Chad Brice, Director of Training, is a full-time licensed psychologist overseeing the postdoctoral fellowship, predoctoral externship, and social work internship programs. Dr. Brice works with children, adolescents, adults, and families. Dr. Brice has extensive training and experience with a range of evidence-based CBT interventions and has worked on clinical trials validating treatments for both internalizing (e.g. anxiety, OCD, and depression) and externalizing disorders (e.g. conduct disorder and substance abuse).
Dr. Brice has worked in a number of clinical settings including outpatient clinics, residential programs, as well as public and private schools. In addition to individual therapy, Dr. Brice has expertise providing couples therapy and parent training including Parent-Child Interaction Therapy (PCIT). Additionally, Dr. Brice is intensively trained in Dialectical Behavioral Therapy (DBT), a comprehensive treatment for individuals with significant emotional difficulties, suicidal and nonsuicidal self-injury, and other interpersonal and behavioral difficulties. He conducts individual therapy and group skills training as part of the adolescent and adult DBT programs at CBC. He also provides trainings and consultation services to local elementary, middle, and high schools implementing DBT programs within their schools.
Dr.
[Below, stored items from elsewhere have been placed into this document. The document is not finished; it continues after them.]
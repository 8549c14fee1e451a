//! Splits the addon list into per-worker assignments.

use crate::models::WorkAssignment;
use camino::Utf8PathBuf;

/// Number of workers to start for `addon_count` addons.
///
/// `min(ceil(n / capacity), max_workers)`, at least 1 for a non-empty list
/// and 0 for an empty one. Zero limits are treated as 1.
pub fn worker_count(addon_count: usize, max_workers: usize, per_worker_capacity: usize) -> usize {
    if addon_count == 0 {
        return 0;
    }
    let capacity = per_worker_capacity.max(1);
    addon_count.div_ceil(capacity).min(max_workers.max(1)).max(1)
}

/// Addons actually handed to each worker.
///
/// `max(ceil(n / workers), capacity)`. When the worker ceiling is hit this grows
/// past the nominal capacity so nothing is dropped; when addons are few it
/// stays at the nominal capacity even if that leaves a short last worker.
pub fn effective_capacity(addon_count: usize, workers: usize, per_worker_capacity: usize) -> usize {
    let capacity = per_worker_capacity.max(1);
    if workers == 0 {
        return capacity;
    }
    addon_count.div_ceil(workers).max(capacity)
}

/// Splits `addons` into contiguous, order-preserving, non-empty assignments.
///
/// At most `max_workers` assignments are produced; the last one may be
/// shorter than the others. An empty input produces no assignments.
pub fn partition(
    addons: &[Utf8PathBuf],
    max_workers: usize,
    per_worker_capacity: usize,
) -> Vec<WorkAssignment> {
    let workers = worker_count(addons.len(), max_workers, per_worker_capacity);
    if workers == 0 {
        return Vec::new();
    }
    let capacity = effective_capacity(addons.len(), workers, per_worker_capacity);

    // `chunks` never yields an empty trailing slice, so a worker is only
    // created for a run that actually has addons in it
    let assignments: Vec<WorkAssignment> = addons
        .chunks(capacity)
        .enumerate()
        .map(|(index, chunk)| WorkAssignment {
            worker_id: index + 1,
            addons: chunk.to_vec(),
        })
        .collect();

    tracing::debug!(
        "Partitioned {} addons into {} assignment(s) of up to {}",
        addons.len(),
        assignments.len(),
        capacity
    );

    assignments
}
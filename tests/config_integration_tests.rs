//! Integration tests for ConfigManager and configuration file handling
//!
//! These tests verify:
//! - Default ignore list generation and persistence
//! - Custom ignore file locations
//! - Legacy JSON ignore files
//! - Settings loading with partial files
//! - Invalid files surface as errors

use addon_merger::{ConfigManager, IgnoreList, MergeSettings, OutputLayout};
use camino::Utf8PathBuf;
use std::fs;
use tempfile::TempDir;

fn create_test_config_dir() -> (TempDir, Utf8PathBuf) {
    let temp_dir = TempDir::new().unwrap();
    let config_path = Utf8PathBuf::try_from(temp_dir.path().to_path_buf()).unwrap();
    (temp_dir, config_path)
}

#[test]
fn test_create_config_manager() {
    let (_temp_dir, config_path) = create_test_config_dir();
    let manager = ConfigManager::new(&config_path).unwrap();

    assert_eq!(manager.config_dir(), &config_path);
}

#[test]
fn test_config_dir_created_if_missing() {
    let (_temp_dir, config_path) = create_test_config_dir();
    let nested = config_path.join("Addon Merger Data");

    let manager = ConfigManager::new(&nested).unwrap();

    assert!(nested.is_dir());
    assert_eq!(manager.config_dir(), &nested);
}

#[test]
fn test_default_ignore_list_written_and_reloaded() {
    let (_temp_dir, config_path) = create_test_config_dir();
    let manager = ConfigManager::new(&config_path).unwrap();

    let created = manager.load_ignore_list().unwrap();
    let content = fs::read_to_string(manager.ignore_list_path()).unwrap();
    let reloaded = manager.load_ignore_list().unwrap();

    assert!(content.contains(".git"));
    assert!(content.contains("_MERGED"));
    assert_eq!(created, reloaded);
    assert_eq!(reloaded.iter().collect::<Vec<_>>(), vec![".git", "_MERGED"]);
}

#[test]
fn test_custom_ignore_file() {
    let (_temp_dir, config_path) = create_test_config_dir();
    let custom = config_path.join("lists").join("server-ignore.yaml");

    let manager = ConfigManager::new(&config_path)
        .unwrap()
        .with_ignore_file(&custom);
    manager
        .save_ignore_list(&IgnoreList::new(["wiremod", "ulib"]))
        .unwrap();

    let loaded = manager.load_ignore_list().unwrap();

    assert!(custom.is_file());
    assert!(loaded.contains("wiremod"));
    assert!(loaded.contains("ulib"));
    assert!(!config_path.join("ignore.yaml").exists());
}

#[test]
fn test_legacy_json_ignore_file() {
    let (_temp_dir, config_path) = create_test_config_dir();
    let legacy = config_path.join("ignore.json");
    fs::write(&legacy, r#"[".git","_MERGED","darkrp_modification"]"#).unwrap();

    let manager = ConfigManager::new(&config_path)
        .unwrap()
        .with_ignore_file(&legacy);
    let loaded = manager.load_ignore_list().unwrap();

    assert_eq!(loaded.len(), 3);
    assert!(loaded.contains("darkrp_modification"));
}

#[test]
fn test_invalid_ignore_file_is_an_error() {
    let (_temp_dir, config_path) = create_test_config_dir();
    let manager = ConfigManager::new(&config_path).unwrap();
    fs::write(manager.ignore_list_path(), "names: {not: a list}").unwrap();

    let err = manager.load_ignore_list().unwrap_err();

    assert!(format!("{:#}", err).contains("Failed to parse ignore list"));
}

#[test]
fn test_partial_settings_file() {
    let (_temp_dir, config_path) = create_test_config_dir();
    let manager = ConfigManager::new(&config_path).unwrap();
    fs::write(
        manager.settings_path(),
        "Addons Per Worker: 8\nOverwrite Conflicts: true\nLayout: flatten\n",
    )
    .unwrap();

    let settings = manager.load_settings().unwrap();

    assert_eq!(settings.addons_per_worker, 8);
    assert!(settings.overwrite_conflicts);
    assert!(!settings.log);
    assert_eq!(settings.layout, OutputLayout::Flatten);
    assert_eq!(settings.log_dir, "logs");
}

#[test]
fn test_save_and_load_settings() {
    let (_temp_dir, config_path) = create_test_config_dir();
    let manager = ConfigManager::new(&config_path).unwrap();

    let settings = MergeSettings {
        max_workers: 6,
        log: true,
        log_dir: "merge-logs".to_string(),
        ..MergeSettings::default()
    };
    manager.save_settings(&settings).unwrap();

    let loaded = manager.load_settings().unwrap();
    assert_eq!(loaded, settings);
}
Brice completed his undergraduate training at the University of North Carolina at Chapel Hill and received his Ph.D. from West Virginia University with a specialization in clinical child and developmental psychology. He completed his predoctoral internship at Casa Pacific – Center for Children and Families. As part of his post-doctoral fellowship at New York University, Dr. Brice participated in a clinical trial funded by the National Institute for Mental Health implementing CBT for social anxiety in public schools.
He is an active member of the American Psychological Association and the Association for Behavioral and Cognitive Therapies. Dr. Brice has served as an adjunct professor at New York University, teaching Cognitive Behavioral Therapy and Developmental Psychopathology to Master’s students. He also served as an adjunct clinical supervisor at the Ferkauf Graduate School of Psychology at Yeshiva University.